Longtime black civil rights leader Roy Innis of Houston has called for an end to the media and political “hysteria” over the fires. Innis argues that the number of church burnings has been steadily declining in recent years and that the attacks are equally divided among black and white churches.
“That's the real story. And for the American people to think this is some one-sided racial thing where black churches are being burned—and not white churches—is a mistake,” Innis said in a recent interview with Reuters.
Said Bishop Pilla: “We as churches have to begin with our own selves. We have to try to work on attitudes that are the basis of this kind of behavior. Families need to make sure that around their tables and in their family's conversation they don't encourage that kind of bigotry. This is something we should all be concerned about.”

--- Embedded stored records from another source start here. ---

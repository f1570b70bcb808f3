use std::io::Write;
use std::sync::Arc;

use clap::Parser;
use shared_types::{
    CreateContactRequest, CreateDealRequest, CreateTaskRequest, UpdateContactRequest,
    UpdateDealRequest, UpdateTaskRequest,
};

use crm_client::settings_store::SettingsStore;
use crm_client::views::{ContactsView, DealsView, SettingsView, TasksView};
use crm_client::{ClientError, CrmApi, HttpCrmApi, Notifier, StderrNotifier};

mod cli;

use cli::{Args, Command, ContactCommands, DealCommands, SettingsCommands, TaskCommands};

fn init_tracing() {
    let env_filter = tracing_subscriber::EnvFilter::try_from_default_env()
        .unwrap_or_else(|_| tracing_subscriber::EnvFilter::new("warn"));

    tracing_subscriber::fmt()
        .with_env_filter(env_filter)
        .with_writer(std::io::stderr)
        .init();
}

/// Left-aligned columns padded to the widest cell
fn render_table(headers: &[&str], rows: &[Vec<String>]) -> String {
    let mut widths: Vec<usize> = headers.iter().map(|h| h.chars().count()).collect();
    for row in rows {
        for (width, cell) in widths.iter_mut().zip(row) {
            *width = (*width).max(cell.chars().count());
        }
    }

    let header: Vec<String> = headers.iter().map(|h| h.to_string()).collect();
    let separator: Vec<String> = widths.iter().map(|w| "-".repeat(*w)).collect();
    let line = |cells: &Vec<String>| {
        cells
            .iter()
            .zip(&widths)
            .map(|(cell, width)| format!("{:<width$}", cell, width = *width))
            .collect::<Vec<_>>()
            .join("  ")
            .trim_end()
            .to_string()
    };

    std::iter::once(&header)
        .chain(std::iter::once(&separator))
        .chain(rows)
        .map(line)
        .collect::<Vec<_>>()
        .join("\n")
}

fn confirm_delete(what: &str) -> anyhow::Result<bool> {
    print!("Are you sure you want to delete this {}? [y/N] ", what);
    std::io::stdout().flush()?;
    let mut answer = String::new();
    std::io::stdin().read_line(&mut answer)?;
    Ok(matches!(answer.trim(), "y" | "Y" | "yes"))
}

fn id_cell(id: Option<i64>) -> String {
    id.map(|id| id.to_string()).unwrap_or_else(|| "…".to_string())
}

fn non_empty(value: Option<String>) -> Option<String> {
    value.filter(|v| !v.trim().is_empty())
}

async fn run_contacts(view: ContactsView, command: ContactCommands) -> anyhow::Result<()> {
    match command {
        ContactCommands::List => {
            view.refresh().await?;
        }
        ContactCommands::Add { name, email, phone } => {
            let contact = view
                .add_contact(CreateContactRequest {
                    name,
                    email: non_empty(email),
                    phone: non_empty(phone),
                })
                .await?;
            println!("Added contact {}", contact.id);
            return Ok(());
        }
        ContactCommands::Edit {
            id,
            name,
            email,
            phone,
        } => {
            view.refresh().await?;
            let request = UpdateContactRequest {
                name,
                email: email.map(|e| non_empty(Some(e))),
                phone: phone.map(|p| non_empty(Some(p))),
            };
            view.update_contact(id, request).await?;
        }
        ContactCommands::Delete { id, yes } => {
            if !yes && !confirm_delete("contact")? {
                return Ok(());
            }
            view.refresh().await?;
            view.delete_contact(id).await?;
        }
    }

    let rows: Vec<Vec<String>> = view
        .rows()
        .await
        .into_iter()
        .map(|r| vec![id_cell(r.id), r.name, r.email, r.phone])
        .collect();
    println!("{}", render_table(&["ID", "Name", "Email", "Phone"], &rows));
    Ok(())
}

async fn run_deals(view: DealsView, command: DealCommands) -> anyhow::Result<()> {
    match command {
        DealCommands::List => {
            view.refresh().await?;
        }
        DealCommands::Add {
            name,
            value,
            stage,
            contact,
        } => {
            let deal = view
                .add_deal(CreateDealRequest {
                    name,
                    value,
                    stage,
                    contact_id: contact,
                })
                .await?;
            println!("Added deal {}", deal.id);
            return Ok(());
        }
        DealCommands::Edit {
            id,
            name,
            value,
            stage,
            contact,
            no_contact,
        } => {
            view.refresh().await?;
            let contact_id = if no_contact { Some(None) } else { contact.map(Some) };
            let request = UpdateDealRequest {
                name,
                value,
                stage,
                contact_id,
            };
            view.update_deal(id, request).await?;
        }
        DealCommands::Delete { id, yes } => {
            if !yes && !confirm_delete("deal")? {
                return Ok(());
            }
            view.refresh().await?;
            view.delete_deal(id).await?;
        }
    }

    let rows: Vec<Vec<String>> = view
        .rows()
        .await
        .into_iter()
        .map(|r| vec![id_cell(r.id), r.name, r.value, r.stage.to_string(), r.contact])
        .collect();
    println!(
        "{}",
        render_table(&["ID", "Name", "Value", "Stage", "Contact"], &rows)
    );
    Ok(())
}

async fn run_tasks(view: TasksView, command: TaskCommands) -> anyhow::Result<()> {
    match command {
        TaskCommands::List => {
            view.refresh().await?;
        }
        TaskCommands::Add {
            task,
            due,
            status,
            priority,
        } => {
            let task = view
                .add_task(CreateTaskRequest {
                    description: task,
                    status,
                    priority,
                    due_date: due,
                })
                .await?;
            println!("Added task {}", task.id);
            return Ok(());
        }
        TaskCommands::Edit {
            id,
            task,
            due,
            status,
            priority,
        } => {
            view.refresh().await?;
            let request = UpdateTaskRequest {
                description: task,
                status,
                priority,
                due_date: due,
            };
            view.update_task(id, request).await?;
        }
        TaskCommands::Status { id, status } => {
            view.refresh().await?;
            view.change_status(id, status).await?;
        }
        TaskCommands::Delete { id, yes } => {
            if !yes && !confirm_delete("task")? {
                return Ok(());
            }
            view.refresh().await?;
            view.delete_task(id).await?;
        }
    }

    let rows: Vec<Vec<String>> = view
        .rows()
        .await
        .into_iter()
        .map(|r| {
            vec![
                id_cell(r.id),
                r.description,
                r.status.to_string(),
                r.priority.to_string(),
                r.due_date,
            ]
        })
        .collect();
    println!(
        "{}",
        render_table(&["ID", "Task", "Status", "Priority", "Due"], &rows)
    );
    Ok(())
}

async fn run_settings(view: SettingsView, command: SettingsCommands) -> anyhow::Result<()> {
    if let SettingsCommands::Set {
        currency,
        locale,
        date_format,
    } = command
    {
        if let Some(currency) = currency {
            view.set_currency(currency).await?;
        }
        if let Some(locale) = locale {
            view.set_locale(locale).await?;
        }
        if let Some(date_format) = date_format {
            view.set_date_format(date_format).await?;
        }
    }

    let settings = view.settings().await;
    println!("Currency:     {} ({})", settings.currency, settings.currency.name());
    println!("Locale:       {} ({})", settings.locale, settings.locale.name());
    println!("Date format:  {}", settings.date_format.name());
    let (amount, date) = view
        .preview(1234.5, chrono::Local::now().date_naive())
        .await;
    println!("Example:      {}, {}", amount, date);
    Ok(())
}

#[tokio::main]
async fn main() -> anyhow::Result<()> {
    let args = Args::parse();

    init_tracing();

    let store = match args.settings_path {
        Some(path) => SettingsStore::new(path),
        None => SettingsStore::open_default()?,
    };
    let settings = SettingsView::open(store);

    let api: Arc<dyn CrmApi> = Arc::new(HttpCrmApi::new(args.api_url));
    let notifier: Arc<dyn Notifier> = Arc::new(StderrNotifier);

    let result = match args.command {
        Command::Contacts(command) => {
            run_contacts(ContactsView::new(api, notifier), command).await
        }
        Command::Deals(command) => {
            let contacts = ContactsView::new(api.clone(), notifier.clone());
            let view = DealsView::new(api, notifier, contacts.list(), settings.shared());
            run_deals(view, command).await
        }
        Command::Tasks(command) => run_tasks(TasksView::new(api, notifier), command).await,
        Command::Settings(command) => run_settings(settings, command).await,
    };

    match result {
        // Already reported by the notifier
        Err(e) if e.downcast_ref::<ClientError>().is_some() => std::process::exit(1),
        other => other,
    }
}
use serde::{Deserialize, Serialize};
use ts_rs::TS;

#[derive(Debug, Clone, PartialEq, Serialize, Deserialize, TS)]
#[ts(export)]
#[serde(rename_all = "camelCase")]
pub struct Contact {
    pub id: i64,
    pub name: String,
    pub email: Option<String>,
    pub phone: Option<String>,
    pub created_at: i64,
}

#[derive(Debug, Clone, Serialize, Deserialize, TS)]
#[ts(export)]
pub struct CreateContactRequest {
    pub name: String,
    #[serde(default)]
    pub email: Option<String>,
    #[serde(default)]
    pub phone: Option<String>,
}

/// Partial update. `email`/`phone` distinguish "not sent" from an explicit
/// `null`, which clears the field.
#[derive(Debug, Clone, Default, Serialize, Deserialize, TS)]
#[ts(export)]
pub struct UpdateContactRequest {
    #[serde(default, skip_serializing_if = "Option::is_none")]
    pub name: Option<String>,
    #[serde(
        default,
        deserialize_with = "crate::de::double_option",
        skip_serializing_if = "Option::is_none"
    )]
    #[ts(type = "string | null")]
    pub email: Option<Option<String>>,
    #[serde(
        default,
        deserialize_with = "crate::de::double_option",
        skip_serializing_if = "Option::is_none"
    )]
    #[ts(type = "string | null")]
    pub phone: Option<Option<String>>,
}

impl UpdateContactRequest {
    /// Applies the supplied fields to `contact`, leaving the rest untouched.
    pub fn apply_to(&self, contact: &mut Contact) {
        if let Some(name) = &self.name {
            contact.name = name.clone();
        }
        if let Some(email) = &self.email {
            contact.email = email.clone();
        }
        if let Some(phone) = &self.phone {
            contact.phone = phone.clone();
        }
    }
}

Pastor Baldwin agrees. Thinking over the many lives that joined together to build the 103-year old congregation, he acknowledges the congregation must look forward and not back. “What I feel is hurt. It's devastating to see go up in minutes what took years to build.”
“But we may never know why. As the song says, we accentuate the positive,” Pastor Baldwin said, while looking over the ashen remains of the church sanctuary. “We believe our healing began when we said: ‘ We forgive.’ What these fires have in common is that individuals are filled with a spirit of hate. It is defeatist to say we hate those who did this. We want to help by our example to restore the Spirit of love.”
Maria Ruiz Scaperlanda is based in Norman, Okla.